Grasshopper

algorithmic modeling for Rhino

Hey yall,

I build guitars, and part of the process for acoustics is steaming and bending the wood for the sides in a form. The problem is that once the wood is taken out of the form there is some "springback" where the wood relaxes a bit. I am trying to create a definition which takes the original and final shape, and overbends it to compensate for the springback.

Youtuber Matthias Wandel solved this by approximating the curve as a series of arcs, and making their radius tighter by 20%. Here is the video, if anyone is interested: https://youtu.be/1qrQn84kVIk?t=284

I tried shattering the curve, then using the start and endpoints, and tangents to create arcs. This actually worked pretty well for approximating the curve as arcs. Some googling has also shown that DR has a script/definition for biarc fitting, and that people have also elsewhere created ways of dividing curves based on curvature. I will consider implementing these if need be, but for now the bottle neck is in bending the arcs in a way that keeps them connected (or puts them back together), preserves the length, etc.

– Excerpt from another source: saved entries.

mod header_values {
    use indexmap::IndexMap;
    use serde::de::Error as _;
    use serde::{Deserialize, Deserializer};
    use serde_json::Value;

    /// Header maps in JSON may carry numbers and booleans; store them as text.
    pub fn deserialize<'de, D>(deserializer: D) -> Result<IndexMap<String, String>, D::Error>
    where
        D: Deserializer<'de>,
    {
        let raw = IndexMap::<String, Value>::deserialize(deserializer)?;
        raw.into_iter()
            .map(|(name, value)| match value {
                Value::String(s) => Ok((name, s)),
                Value::Number(n) => Ok((name, n.to_string())),
                Value::Bool(b) => Ok((name, b.to_string())),
                other => Err(D::Error::custom(format!(
                    "header `{name}` must be a string, number or boolean, got {other}"
                ))),
            })
            .collect()
    }

    pub fn deserialize_opt<'de, D>(
        deserializer: D,
    ) -> Result<Option<IndexMap<String, String>>, D::Error>
    where
        D: Deserializer<'de>,
    {
        deserialize(deserializer).map(Some)
    }
}

#[cfg(test)]
mod tests {
    use super::*;
    use serde_json::json;

    #[test]
    fn defaults_match_documented_values() {
        let options = Options::default();
        assert_eq!(options.root, "");
        assert!(options.is_async);
        assert!(!options.cookie);
        assert_eq!(options.encoding, Encoding::UrlEncoded);
        assert_eq!(options.status, "status");
        assert_eq!(options.data, "data");
    }

    #[test]
    fn merge_is_key_scoped() {
        let mut config = Config::new();
        config
            .configure(Setup::from_json(&json!({"headers": {"a": 1}})).unwrap())
            .unwrap()
            .configure(OptionsPatch::new().cookie(true))
            .unwrap();
        assert_eq!(config.options().headers.get("a").map(String::as_str), Some("1"));
        assert!(config.options().cookie);
        assert!(config.options().is_async);
    }

    #[test]
    fn headers_keep_configured_order() {
        let mut config = Config::new();
        config
            .configure(Setup::from_json_str(r#"{"headers":{"Z-Last":"1","A-First":"2"}}"#).unwrap())
            .unwrap();
        let names: Vec<&str> = config.options().headers.keys().map(String::as_str).collect();
        assert_eq!(names, vec!["Z-Last", "A-First"]);

        config
            .configure(OptionsPatch::new().headers([("b", "1"), ("a", "2")]))
            .unwrap();
        let names: Vec<&str> = config.options().headers.keys().map(String::as_str).collect();
        assert_eq!(names, vec!["b", "a"]);
    }

    #[test]
    fn string_setup_sets_root_only() {
        let mut config = Config::new();
        config.configure(OptionsPatch::new().cookie(true)).unwrap();
        config.configure("/api").unwrap();
        assert_eq!(config.options().root, "/api");
        assert!(config.options().cookie);
    }

    #[test]
    fn unknown_keys_pass_through() {
        let mut config = Config::new();
        config
            .configure(Setup::from_json(&json!({"debug": true, "retries": 3})).unwrap())
            .unwrap();
        assert_eq!(config.options().extra["debug"], json!(true));
        assert_eq!(config.options().extra["retries"], json!(3));
    }

    #[test]
    fn composite_json_applies_options_and_codes() {
        let setup = Setup::from_json(&json!({
            "options": {"root": "/v1", "type": "json", "async": false},
            "code": {"success": 200, "auth": 401}
        }))
        .unwrap();
        let mut config = Config::new();
        config.configure(setup).unwrap();

        assert_eq!(config.options().root, "/v1");
        assert_eq!(config.options().encoding, Encoding::Json);
        assert!(!config.options().is_async);
        assert_eq!(config.codes().name(200), Some("success"));
        assert_eq!(config.codes().name(1), None);
        assert_eq!(config.codes().code("auth"), Some(401));
        assert_eq!(config.codes().code("fail"), Some(0));
    }

    #[test]
    fn composite_json_rejects_handlers() {
        let err = Setup::from_json(&json!({"handle": {"success": "noop"}})).unwrap_err();
        assert!(matches!(err, Error::InvalidConfig(_)));
    }

    #[test]
    fn json_rejects_non_object() {
        assert!(matches!(
            Setup::from_json(&json!([1, 2])),
            Err(Error::InvalidConfig(_))
        ));
        assert!(matches!(
            Setup::from_json(&json!({"headers": {"x": [1]}})),
            Err(Error::InvalidConfig(_))
        ));
    }

    #[test]
    fn encoding_names_round_trip() {
        assert_eq!(Encoding::from("URL"), Encoding::UrlEncoded);
        assert_eq!(Encoding::from("Json"), Encoding::Json);
        assert_eq!(Encoding::from(""), Encoding::Raw);
        assert_eq!(
            Encoding::from("text/csv"),
            Encoding::ContentType("text/csv".to_string())
        );
        assert_eq!(String::from(Encoding::Form), "form");
    }

    #[test]
    fn reserved_code_names_are_rejected_atomically() {
        let mut config = Config::new();
        let setup = Setup::new()
            .options(OptionsPatch::new().root("/x"))
            .code("final", 9);
        let err = config.configure(setup).unwrap_err();
        assert!(matches!(err, Error::ReservedStatus(name) if name == "final"));
        assert_eq!(config.options().root, "");
        assert!(config.set_code(3, Some("onerror")).is_err());
    }

    #[test]
    fn set_code_and_remove() {
        let mut config = Config::new();
        config.set_code(2, Some("retry")).unwrap().set_code(2, Some("again")).unwrap();
        assert_eq!(config.codes().name(2), Some("again"));
        assert_eq!(config.codes().code("retry"), None);
        config.set_code(2, None).unwrap();
        assert_eq!(config.codes().name(2), None);
    }

    #[test]
    fn handlers_merge_into_defaults() {
        let mut config = Config::new();
        let setup = Setup::new()
            .handler("auth", Handler::data(|_, _| {}))
            .unwrap();
        config.configure(setup).unwrap();
        assert!(config.get_handle("auth").is_some());
        assert!(config.get_handle("success").is_some());
        assert!(config.get_handle("onerror").is_some());
    }

    #[test]
    fn options_serialize_with_short_keys() {
        let value = serde_json::to_value(Options::default()).unwrap();
        assert_eq!(value["async"], json!(true));
        assert_eq!(value["type"], json!("urlencoded"));
    }
}
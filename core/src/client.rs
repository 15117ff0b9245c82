//! The dispatcher: configuration plus a transport.
//!
//! # Design
//! `Client` is cheap to clone: it holds an `Arc` of its `Config` and an
//! `Arc` of its transport. Configuration changes copy-on-write the shared
//! `Config`, so requests already in flight keep the snapshot they were built
//! with and clones made earlier are unaffected. Each verb call returns a
//! fresh `Request` carrying its own handler table.

use std::fmt;
use std::sync::Arc;

use crate::config::{Config, Setup};
use crate::error::Error;
use crate::handler::{CatchAllFn, Handler, HandlerTable};
use crate::http::{HttpMethod, HttpResponse};
use crate::request::Request;
use crate::transport::{Transport, UreqTransport};

#[derive(Clone)]
pub struct Client {
    config: Arc<Config>,
    transport: Arc<dyn Transport>,
}

impl fmt::Debug for Client {
    fn fmt(&self, f: &mut fmt::Formatter<'_>) -> fmt::Result {
        f.debug_struct("Client").field("config", &self.config).finish()
    }
}

impl Default for Client {
    fn default() -> Self {
        Self::new(Config::default(), UreqTransport::default())
    }
}

impl Client {
    pub fn new(config: Config, transport: impl Transport) -> Self {
        Self {
            config: Arc::new(config),
            transport: Arc::new(transport),
        }
    }

    /// A client with default configuration and `root` as its prefix.
    pub fn with_root(root: &str, transport: impl Transport) -> Result<Self, Error> {
        let mut config = Config::new();
        config.configure(root)?;
        Ok(Self::new(config, transport))
    }

    pub fn config(&self) -> &Config {
        &self.config
    }

    /// Shared handle to the current configuration snapshot.
    pub fn config_snapshot(&self) -> Arc<Config> {
        self.config.clone()
    }

    pub fn configure(&mut self, setup: impl Into<Setup>) -> Result<&mut Self, Error> {
        Arc::make_mut(&mut self.config).configure(setup)?;
        Ok(self)
    }

    pub fn set_code(&mut self, code: i64, name: Option<&str>) -> Result<&mut Self, Error> {
        Arc::make_mut(&mut self.config).set_code(code, name)?;
        Ok(self)
    }

    pub fn set_handle(
        &mut self,
        name: impl Into<String>,
        handler: Handler,
    ) -> Result<&mut Self, Error> {
        Arc::make_mut(&mut self.config).set_handle(name, handler)?;
        Ok(self)
    }

    pub fn set_catch_all(
        &mut self,
        f: impl Fn(&HttpResponse) + Send + Sync + 'static,
    ) -> &mut Self {
        let f: CatchAllFn = Arc::new(f);
        Arc::make_mut(&mut self.config).set_catch_all(f);
        self
    }

    pub fn get_handle(&self, name: &str) -> Option<&Handler> {
        self.config.get_handle(name)
    }

    pub fn handles(&self) -> &HandlerTable {
        self.config.handles()
    }

    pub fn request(&self, method: HttpMethod, path: &str) -> Request {
        Request::new(self.config.clone(), self.transport.clone(), method, path)
    }

    pub fn get(&self, path: &str) -> Request {
        self.request(HttpMethod::Get, path)
    }

    pub fn post(&self, path: &str) -> Request {
        self.request(HttpMethod::Post, path)
    }

    pub fn put(&self, path: &str) -> Request {
        self.request(HttpMethod::Put, path)
    }

    pub fn patch(&self, path: &str) -> Request {
        self.request(HttpMethod::Patch, path)
    }

    pub fn delete(&self, path: &str) -> Request {
        self.request(HttpMethod::Delete, path)
    }
}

My attempts have ended up creating disjointed arcs, which are just smaller basically. I manually move them end to end and it is just a smaller version of the original curve.

Most of my ideas on how to do this, I'm not sure of how to implement, but I would think would involve recursion.

Is there a way to create an arc with length and radius? I could just keep the lengths the same but change the radius, creating each new arc starting tangent with the end of the last arc?

Thanks for the help!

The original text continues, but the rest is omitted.